Düsseldorf. Vom Jacobsweg ins Abenteuerland. Wie Erfolgsproduzent Martin Flohr das Pur-Musical in Düsseldorf auf die Bühne gebracht hat
Er war mal Praktikant am Broadway. Mittlerweile ist Martin Flohr einer der erfolgreichsten deutschen Musical-Produzenten. Ohne ihn würde es das derzeit in Düsseldorf laufende Pur-Musical „Abenteuerland“ nicht geben. Inzwischen ist die Show bis weit in den Sommer hinein verlängert worden.
Martin Flohr kennt die Welt. War oft in den USA, in Asien und kreuz und quer in Europa ohnehin. Seit gut einem halben Jahr ist ein Land hinzugekommen, das er nie zuvor besucht hat. Das Abenteuerland. Seit Oktober 2023 läuft das gleichnamige Pur-Musical in Düsseldorf im Capitol-Theater und lockt derzeit mit den Songs der Band „Pur“ jede Woche Tausende Besucher. Doch der Weg dorthin war lang.

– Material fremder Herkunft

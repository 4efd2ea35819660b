use chrono::{DateTime, Local};
use serde::{Deserialize, Serialize};
use std::collections::BTreeMap;
use std::path::PathBuf;
use std::sync::Arc;
use tracing::debug;

use crate::config::LearningConfig;
use crate::error::Result;
use crate::events::{EventCategory, EventSink};
use crate::persist;
use crate::recommend::{sort_by_confidence, Action, ActionKind};

const NEUTRAL_CONFIDENCE: u8 = 50;
const SUPPRESS_BELOW: u8 = 30;
const DEFAULT_CLEANUP_AGE_DAYS: f64 = 30.0;

/// Optional facts attached to a recorded action.
#[derive(Debug, Clone, Default, PartialEq, Serialize, Deserialize)]
pub struct ActionDetails {
    #[serde(default, skip_serializing_if = "Option::is_none")]
    pub files_count: Option<u64>,
    #[serde(default, skip_serializing_if = "Option::is_none")]
    pub space_freed_mb: Option<f64>,
    #[serde(default, skip_serializing_if = "Option::is_none")]
    pub age_days: Option<i64>,
    #[serde(default, skip_serializing_if = "Option::is_none")]
    pub style: Option<String>,
    #[serde(default, skip_serializing_if = "Option::is_none")]
    pub folder: Option<String>,
}

#[derive(Debug, Clone, PartialEq, Serialize, Deserialize)]
pub struct UserAction {
    pub timestamp: DateTime<Local>,
    pub kind: ActionKind,
    pub accepted: bool,
    pub details: ActionDetails,
}

#[derive(Debug, Clone, PartialEq, Serialize, Deserialize)]
#[serde(default)]
pub struct Preferences {
    pub accepted: BTreeMap<ActionKind, u32>,
    pub rejected: BTreeMap<ActionKind, u32>,
    pub organization_style: String,
    /// Folder path to the organization style last accepted there.
    pub folder_patterns: BTreeMap<String, String>,
}

impl Default for Preferences {
    fn default() -> Self {
        Self {
            accepted: BTreeMap::new(),
            rejected: BTreeMap::new(),
            organization_style: "by_type".to_string(),
            folder_patterns: BTreeMap::new(),
        }
    }
}

#[derive(Debug, Clone, PartialEq, Serialize, Deserialize)]
#[serde(default)]
pub struct Habits {
    pub cleanup_frequency: u32,
    pub organize_frequency: u32,
    pub archive_frequency: u32,
    /// Running average, each accepted cleanup halves the weight of history.
    pub avg_cleanup_age_days: f64,
}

„Der kleine Horrorladen“ stellte die Weichen
Und wahrscheinlich brauchte es einen wie Flohr, um ihn zu gehen. Einen, der weiß, dass er zum Musical will, seit er mit elf Jahren „Der kleine Horrorladen“ gesehen hat. „Das hat mich sofort gepackt.“ Und es hat ihn nicht mehr losgelassen. Er lernt Klavier, spielt Orgel, doch schon als Teenager macht er sich keine Illusionen. „Ich kann nicht singen, ich kann nicht tanzen. Zumindest nicht so, dass es für die Bühne reichen würde.“
Aber da will er auch gar nicht hin. Er will hinter die Kulissen. „Zu erleben, wie die Technik funktioniert, wie Gewerke Hand in Hand arbeiten, das hat mich schon ganz früh fasziniert.“ Um zu erfahren, wie er dort hinkommen kann, ruft er nach dem Abi kurzerhand Marek Lieberberg an, einen der größten deutschen Konzert- und Eventveranstalter. „Studiere erstmal BWL“, sagt der. „Das kann nie schaden.“
„Meine Miete war höher als meine Gehalt“
In Regensburg setzt Flohr den Ratschlag um, findet das Studium „schrecklich“, macht trotzdem Prädikats-Examen. Um sich dann als Praktikant am Broadway zu bewerben. Ganz unten fängt er an in New York. Ein Laufbursche, der Junge für alles. Kaffee holen, den Chef fahren - was so anfällt. Bei „Stomp“ und für „Richard O‘Brien‘s Rocky Horror Show“. „Meine Miete war höher als mein Gehalt“, erinnert sich Flohr. Aber er hält durch, fällt auf und die Treppe hoch. Als „Stomp“ auf Tour geht, geht er mit. Als Requisiteur. „Ein Job ganz am Ende der Kette“, sagt er. Aber als in Japan der Tourmanager plötzlich hinschmeißt, bieten sie Martin den Job ab. „Du bist doch Deutscher, Deutsche können gut organisieren.“ Flohr sagt zu und „von da an habe ich die nächste Zeit recht wenig geschlafen“.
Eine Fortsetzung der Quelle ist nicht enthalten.